The task - The output should be every line below that includes the word "only".
═══ Dataset content
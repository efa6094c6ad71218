//! Flag catalogs: named, ordered collections of flag identities.
//!
//! A [`FlagCatalog`] maps symbolic keys such as `OUTPUT_PATH` to
//! [`FlagIdentity`] values. The effective flag set of a subcommand is built by
//! [`FlagCatalog::union`], so it is a catalog too and answers the same
//! queries. Every constructor validates eagerly: duplicate keys and shared
//! spellings are rejected before the catalog can be used.
//!
//! # Examples
//!
//! ```
//! use flag_registry_core::{FlagCatalog, RegistryError};
//!
//! let general = FlagCatalog::builder("general")
//!     .flag("OUTPUT_PATH", "--output-path", Some("-o"))
//!     .flag("OMIT_PROJECT_SETTINGS", "--omit-project-settings", None)
//!     .build()
//!     .unwrap();
//!
//! assert_eq!(general.resolve("-o").unwrap().key(), "OUTPUT_PATH");
//! assert!(general.resolve("--unknown").is_none());
//!
//! let clash = FlagCatalog::builder("eval")
//!     .flag("FORMAT", "--format", Some("-f"))
//!     .flag("OUTPUT_FORMAT", "--format", Some("-f"))
//!     .build();
//! assert!(matches!(clash, Err(RegistryError::DuplicateFlagSpelling { .. })));
//! ```

use std::collections::HashMap;

use serde::Serialize;
use tracing::debug;

use crate::error::{RegistryError, Result};
use crate::identity::FlagIdentity;

/// One catalog entry: a symbolic key bound to a flag identity.
///
/// `group` names the catalog the flag was declared in. It is preserved when
/// catalogs are combined, so a subcommand's assembled set still knows which
/// option class owns each flag.
#[derive(Debug, Clone, PartialEq, Eq, Serialize)]
pub struct FlagEntry {
    key: String,
    group: String,
    #[serde(flatten)]
    identity: FlagIdentity,
}

impl FlagEntry {
    /// Symbolic key, e.g. `WORKING_DIR`.
    pub fn key(&self) -> &str {
        &self.key
    }

    /// Name of the catalog that declared this flag.
    pub fn group(&self) -> &str {
        &self.group
    }

    /// The flag's name surface.
    pub fn identity(&self) -> &FlagIdentity {
        &self.identity
    }
}

/// An immutable, validated collection of flag identities.
///
/// Entries keep declaration order, which only matters for deterministic help
/// output. Key lookup and token resolution are hash lookups.
#[derive(Debug, Clone, Serialize)]
pub struct FlagCatalog {
    name: String,
    #[serde(rename = "flags")]
    entries: Vec<FlagEntry>,
    #[serde(skip)]
    by_key: HashMap<String, usize>,
    #[serde(skip)]
    by_spelling: HashMap<String, usize>,
}

impl FlagCatalog {
    /// Creates a catalog from `(key, identity)` pairs in declaration order.
    ///
    /// # Errors
    ///
    /// Returns [`RegistryError::DuplicateFlagKey`] when a key repeats and
    /// [`RegistryError::DuplicateFlagSpelling`] when two identities share a
    /// spelling.
    pub fn new<K>(
        name: impl Into<String>,
        flags: impl IntoIterator<Item = (K, FlagIdentity)>,
    ) -> Result<Self>
    where
        K: Into<String>,
    {
        let name = name.into();
        let entries = flags
            .into_iter()
            .map(|(key, identity)| FlagEntry {
                key: key.into(),
                group: name.clone(),
                identity,
            })
            .collect();
        Self::from_entries(name, entries)
    }

    /// Returns a [`CatalogBuilder`] for declaring flags inline.
    pub fn builder(name: impl Into<String>) -> CatalogBuilder {
        CatalogBuilder {
            name: name.into(),
            flags: Vec::new(),
            error: None,
        }
    }

    /// Combines several catalogs into one effective flag set.
    ///
    /// Entries appear in the order of `catalogs`, each keeping its original
    /// group. This is where cross-catalog collisions surface.
    ///
    /// # Errors
    ///
    /// Same as [`FlagCatalog::new`]; a collision between two source
    /// catalogs names both keys.
    ///
    /// # Examples
    ///
    /// ```
    /// use flag_registry_core::FlagCatalog;
    ///
    /// let base = FlagCatalog::builder("base")
    ///     .flag("WORKING_DIR", "--working-dir", Some("-w"))
    ///     .build()
    ///     .unwrap();
    /// let project = FlagCatalog::builder("project")
    ///     .flag("PROJECT_DIR", "--project-dir", None)
    ///     .build()
    ///     .unwrap();
    ///
    /// let repl = FlagCatalog::union("repl", [&base, &project]).unwrap();
    /// assert_eq!(repl.len(), 2);
    /// assert_eq!(repl.resolve("--project-dir").unwrap().group(), "project");
    /// ```
    pub fn union<'a>(
        name: impl Into<String>,
        catalogs: impl IntoIterator<Item = &'a FlagCatalog>,
    ) -> Result<Self> {
        let entries = catalogs
            .into_iter()
            .flat_map(|catalog| catalog.entries.iter().cloned())
            .collect();
        Self::from_entries(name.into(), entries)
    }

    /// Builds a catalog holding only `keys` of `source`, in the given order.
    ///
    /// # Errors
    ///
    /// Returns [`RegistryError::UnknownFlagKey`] for a key `source` lacks.
    pub fn select(name: impl Into<String>, source: &FlagCatalog, keys: &[&str]) -> Result<Self> {
        let entries = keys
            .iter()
            .map(|key| source.entry(key).cloned())
            .collect::<Result<Vec<_>>>()?;
        Self::from_entries(name.into(), entries)
    }

    /// Builds a catalog from already-grouped entries.
    pub(crate) fn from_entries(name: String, entries: Vec<FlagEntry>) -> Result<Self> {
        let mut by_key = HashMap::with_capacity(entries.len());
        let mut by_spelling = HashMap::with_capacity(entries.len() * 2);

        for (index, entry) in entries.iter().enumerate() {
            if by_key.insert(entry.key.clone(), index).is_some() {
                return Err(RegistryError::DuplicateFlagKey {
                    key: entry.key.clone(),
                    catalog: name,
                });
            }
            for spelling in entry.identity.accepted_names() {
                if let Some(&existing) = by_spelling.get(spelling) {
                    let existing: &FlagEntry = &entries[existing];
                    return Err(RegistryError::DuplicateFlagSpelling {
                        spelling: spelling.to_string(),
                        catalog: name,
                        keys: vec![existing.key.clone(), entry.key.clone()],
                    });
                }
                by_spelling.insert(spelling.to_string(), index);
            }
        }

        debug!(catalog = %name, flags = entries.len(), "Built flag catalog");
        Ok(Self {
            name,
            entries,
            by_key,
            by_spelling,
        })
    }

    /// Catalog name, e.g. `base` or `eval`.
    pub fn name(&self) -> &str {
        &self.name
    }

    /// Number of flags in the catalog.
    pub fn len(&self) -> usize {
        self.entries.len()
    }

    /// Returns `true` if the catalog declares no flags.
    pub fn is_empty(&self) -> bool {
        self.entries.is_empty()
    }

    /// Returns `true` if `key` is registered.
    pub fn contains_key(&self, key: &str) -> bool {
        self.by_key.contains_key(key)
    }

    /// Returns the identity registered under `key`.
    ///
    /// # Errors
    ///
    /// Returns [`RegistryError::UnknownFlagKey`] if the key was never
    /// registered. That is a wiring defect in the caller.
    pub fn lookup(&self, key: &str) -> Result<&FlagIdentity> {
        self.entry(key).map(FlagEntry::identity)
    }

    /// Returns the full entry registered under `key`.
    ///
    /// # Errors
    ///
    /// Returns [`RegistryError::UnknownFlagKey`] if the key was never
    /// registered.
    pub fn entry(&self, key: &str) -> Result<&FlagEntry> {
        self.by_key
            .get(key)
            .map(|&index| &self.entries[index])
            .ok_or_else(|| RegistryError::UnknownFlagKey {
                key: key.to_string(),
                catalog: self.name.clone(),
            })
    }

    /// Iterates over every identity in declaration order.
    ///
    /// The iterator is cloneable, and each call starts a fresh pass.
    pub fn all(&self) -> impl Iterator<Item = &FlagIdentity> + Clone + '_ {
        self.entries.iter().map(FlagEntry::identity)
    }

    /// Iterates over every entry in declaration order.
    pub fn entries(&self) -> std::slice::Iter<'_, FlagEntry> {
        self.entries.iter()
    }

    /// Finds the entry whose identity matches `token` exactly.
    ///
    /// `None` is the ordinary answer for a token this catalog does not own;
    /// callers try other catalogs or treat the token as positional.
    pub fn resolve(&self, token: &str) -> Option<&FlagEntry> {
        self.by_spelling
            .get(token)
            .map(|&index| &self.entries[index])
    }
}

/// Two catalogs are equal when they have the same name and entries.
impl PartialEq for FlagCatalog {
    fn eq(&self, other: &Self) -> bool {
        self.name == other.name && self.entries == other.entries
    }
}

impl Eq for FlagCatalog {}

impl<'a> IntoIterator for &'a FlagCatalog {
    type Item = &'a FlagEntry;
    type IntoIter = std::slice::Iter<'a, FlagEntry>;

    fn into_iter(self) -> Self::IntoIter {
        self.entries.iter()
    }
}

/// Inline builder for a [`FlagCatalog`].
///
/// The first invalid flag definition is remembered and returned from
/// [`build`](CatalogBuilder::build), so a table can be declared as one chain.
#[derive(Debug)]
pub struct CatalogBuilder {
    name: String,
    flags: Vec<(String, FlagIdentity)>,
    error: Option<RegistryError>,
}

impl CatalogBuilder {
    /// Declares a flag under `key`.
    pub fn flag(mut self, key: &str, long: &str, short: Option<&str>) -> Self {
        if self.error.is_none() {
            match FlagIdentity::new(long, short) {
                Ok(identity) => self.flags.push((key.to_string(), identity)),
                Err(err) => self.error = Some(err.declared_as(&self.name, key)),
            }
        }
        self
    }

    /// Validates the declarations and produces the catalog.
    ///
    /// # Errors
    ///
    /// Returns the first [`RegistryError::InvalidFlagDefinition`], or any
    /// error from [`FlagCatalog::new`].
    pub fn build(self) -> Result<FlagCatalog> {
        if let Some(err) = self.error {
            return Err(err);
        }
        FlagCatalog::new(self.name, self.flags)
    }
}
══════
Task solution -
/// Entries keep declaration order, which only matters for deterministic help
    /// Builds a catalog holding only `keys` of `source`, in the given order.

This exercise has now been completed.